En élevage porcin biologique, la réglementation impose une durée de l’allaitement de 40 jours minimum, ce qui peut conduire à des œstrus en cours de lactation qui peuvent concerner jusqu’à 33 % des truies au-delà de 35 jours d’allaitement, ce pourcentage étant variable en fonction de l’élevage et de la conduite (Ferchaud et al., 2014). Ces femelles se retrouvent alors désynchronisées par rapport à leur bande. Des travaux ont montré que l’effet mâle peut être utilisé pour induire volontairement un œstrus de lactation afin d’inséminer les truies tout en maintenant la lactation pour un sevrage plus tardif. Ainsi, l’exposition à un verrat 15 minutes par jour de truies primipares et multipares à partir de 18 jours après la mise bas, augmente les œstrus de lactation (62 % vs 16 % sans effet mâle), les truies multipares ayant plus d’œstrus de lactation que les primipares (Terry et al., 2014). Cette pratique est peu utilisée en élevage.

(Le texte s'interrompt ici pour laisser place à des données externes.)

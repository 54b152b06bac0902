//! End-to-end judgement scenarios against small hand-written charts.

use std::sync::Arc;

use rand::{rngs::StdRng, Rng, SeedableRng};
use rhythm_chart::analysis::onset::Peak;
use rhythm_chart::chart::{ChartGenerator, NoteChart};
use rhythm_chart::config::{ChartConfig, DifficultyProfile, JudgementConfig};
use rhythm_chart::judgement::{Grade, JudgementEngine, MissCause, NoteState, PressOutcome};

fn engine_for(json: &str) -> JudgementEngine {
    let chart = NoteChart::from_json(json).expect("valid chart");
    JudgementEngine::new(Arc::new(chart), JudgementConfig::default())
}

#[test]
fn scenario_a_exact_press_scores_perfect() {
    let mut engine =
        engine_for(r#"{"laneCount":4,"notes":[{"id":0,"time":1.0,"lane":0,"kind":"normal"}]}"#);
    match engine.on_press(0, 1.000) {
        PressOutcome::Hit(outcome) => {
            assert_eq!(outcome.grade, Grade::Perfect);
            assert_eq!(outcome.score_delta, 100);
            assert_eq!(outcome.combo, 1);
        }
        other => panic!("expected a hit, got {:?}", other),
    }
    assert_eq!(engine.stats().score, 100);
}

#[test]
fn scenario_b_late_press_scores_good() {
    let mut engine =
        engine_for(r#"{"laneCount":4,"notes":[{"id":0,"time":1.0,"lane":0,"kind":"normal"}]}"#);
    match engine.on_press(0, 1.09) {
        PressOutcome::Hit(outcome) => {
            assert_eq!(outcome.grade, Grade::Good);
            assert_eq!(outcome.score_delta, 40);
        }
        other => panic!("expected a hit, got {:?}", other),
    }
}

#[test]
fn scenario_c_hold_completed_on_release() {
    let mut engine = engine_for(
        r#"{"laneCount":4,"notes":[{"id":0,"time":2.0,"lane":0,"kind":"hold","duration":1.0}]}"#,
    );
    assert!(matches!(engine.on_press(0, 2.02), PressOutcome::HoldStarted(_)));
    assert!(matches!(engine.note_state(0), Some(NoteState::Holding)));

    let outcomes = engine.on_release(0, 3.01);
    assert_eq!(outcomes.len(), 1);
    assert_eq!(outcomes[0].grade, Grade::Perfect);
}

#[test]
fn scenario_d_early_release_breaks_combo() {
    let mut engine = engine_for(
        r#"{"laneCount":4,"notes":[
            {"id":0,"time":1.0,"lane":1,"kind":"normal"},
            {"id":1,"time":2.0,"lane":0,"kind":"hold","duration":1.0}]}"#,
    );
    assert!(matches!(engine.on_press(1, 1.0), PressOutcome::Hit(_)));
    assert_eq!(engine.stats().combo, 1);

    engine.on_press(0, 2.0);
    let outcomes = engine.on_release(0, 2.5);
    assert_eq!(outcomes.len(), 1);
    assert_eq!(outcomes[0].grade, Grade::Miss);
    assert_eq!(outcomes[0].cause, Some(MissCause::EarlyRelease));
    assert_eq!(engine.stats().combo, 0);
}

#[test]
fn scenario_e_untouched_note_expires() {
    let mut engine =
        engine_for(r#"{"laneCount":4,"notes":[{"id":0,"time":5.0,"lane":3,"kind":"normal"}]}"#);
    let outcomes = engine.tick(5.25);
    assert_eq!(outcomes.len(), 1);
    assert_eq!(outcomes[0].grade, Grade::Miss);
    assert_eq!(engine.stats().counts.miss, 1);
    assert!(engine.tick(5.25).is_empty());
}

#[test]
fn scenario_f_close_peaks_get_distinct_lanes_or_drop() {
    let config = ChartConfig::default();
    let peaks = [
        Peak {
            time: 3.0,
            energy: 0.2,
            zcr: 0.1,
            intensity: 2.0,
        },
        Peak {
            time: 3.05,
            energy: 0.2,
            zcr: 0.1,
            intensity: 2.0,
        },
    ];
    for seed in 0..100 {
        let mut generator = ChartGenerator::new(
            DifficultyProfile::HARD,
            &config,
            StdRng::seed_from_u64(seed),
        );
        let (chart, _) = generator.generate(&peaks, 1.0);
        if let [a, b] = chart.notes() {
            assert_ne!(
                a.lane, b.lane,
                "seed {} placed both peaks in one lane",
                seed
            );
        }
    }
}

#[test]
fn random_input_keeps_score_monotonic_and_resolves_once() {
    let chart = {
        let config = ChartConfig::default();
        let peaks: Vec<Peak> = (0..120)
            .map(|i| Peak {
                time: 1.0 + i as f64 * 0.15,
                energy: 1.0,
                zcr: 0.2,
                intensity: 3.0,
            })
            .collect();
        let mut generator =
            ChartGenerator::new(DifficultyProfile::HARD, &config, StdRng::seed_from_u64(8));
        Arc::new(generator.generate(&peaks, 0.2).0)
    };

    let mut engine = JudgementEngine::new(chart.clone(), JudgementConfig::default());
    let mut rng = StdRng::seed_from_u64(77);
    let mut last_score = 0;
    let mut resolved_ids = std::collections::HashSet::new();
    let mut now = 0.0;

    while now < chart.last_time() + 1.0 {
        now += 1.0 / 60.0;
        let mut outcomes = Vec::new();
        if rng.gen_bool(0.4) {
            let lane = rng.gen_range(0..chart.lane_count());
            if let PressOutcome::Hit(outcome) = engine.on_press(lane, now) {
                outcomes.push(outcome);
            }
        }
        if rng.gen_bool(0.2) {
            outcomes.extend(engine.on_release(rng.gen_range(0..chart.lane_count()), now));
        }
        outcomes.extend(engine.tick(now));

        for outcome in outcomes {
            assert!(
                resolved_ids.insert(outcome.note_id),
                "note {} resolved twice",
                outcome.note_id
            );
            if outcome.grade == Grade::Miss {
                assert_eq!(outcome.combo, 0, "miss must reset combo");
            }
        }
        let stats = engine.stats();
        assert!(stats.score >= last_score, "score decreased");
        assert!(stats.max_combo >= stats.combo);
        last_score = stats.score;
    }

    let stats = engine.stats();
    assert!(stats.is_complete(), "{:?}", stats);
    assert_eq!(resolved_ids.len(), chart.len());
}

Enfin, l’effet mâle est utilisé sur des truies après le sevrage pour stimuler la croissance folliculaire et l’ovulation et diminuer l’intervalle sevrage-œstrus (Kemp et al., 2005). Par exemple, une exposition au verrat trois fois par jour dès deux jours après le sevrage augmente le nombre de truies qui ovulent dans les neuf jours après le sevrage (Kemp et al., 2005).
Les éleveurs porcins en AB n’utilisent pas l’effet verrat pour induire la puberté et synchroniser les cochettes. En effet, ces élevages n’ont souvent qu’un verrat, utilisé prioritairement pour détecter les chaleurs. De plus, déplacer un verrat dans le logement des cochettes peut être dangereux et incompatible avec les règles de biosécurité des quarantaines. Augmenter le nombre de verrats pour avoir des verrats dédiés entraînerait un surcoût important dans ces élevages de petite taille, pour une efficacité incertaine en regard des autres stimulations possibles. Par contre, la plupart des éleveurs en AB et en AC utilisent l’effet verrat pour améliorer l’expression des chaleurs des cochettes pubères et faciliter leur détection.
b. Stimulation par le transport, le changement social ou d’environnement
À notre connaissance, aucune publication scientifique ne montre que le transport des cochettes est un stimulus suffisant pour avancer l’âge à la puberté (âge moyen en élevage : 183 jours, très variable selon les types génétiques, la conduite, les bandes : de 150 à 240 jours). Aucun effet d’un transport d’une ou deux heures ou d’une simulation de transport (bruit et vibration) une fois par semaine n’a été observé pour des cochettes de 120, 140 ou 160 jours d’âge (Stephens & Close, 1984 ; Stephens et al., 1986). Le pourcentage de cochettes de 160 jours d’âge détectées pubères 20 jours après un transport journalier de 20 minutes pendant 10 jours n’est pas significativement différent du lot non transporté (Hughes et al., 1997). D’autres auteurs ont étudié les modifications endocrinologiques ou comportementales après un transport, mais sans comparaison avec un lot témoin non transporté. Une augmentation de la fréquence des pulses de LH et des concentrations plasmatiques d’oestradiol-17beta a notamment été observée après un transport (Einarsson et al., 2008). Par contre, le transport a un effet additionnel avec l’effet mâle, le pourcentage de cochettes en œstrus augmente si ces deux stimuli sont combinés (Hughes et al., 1997).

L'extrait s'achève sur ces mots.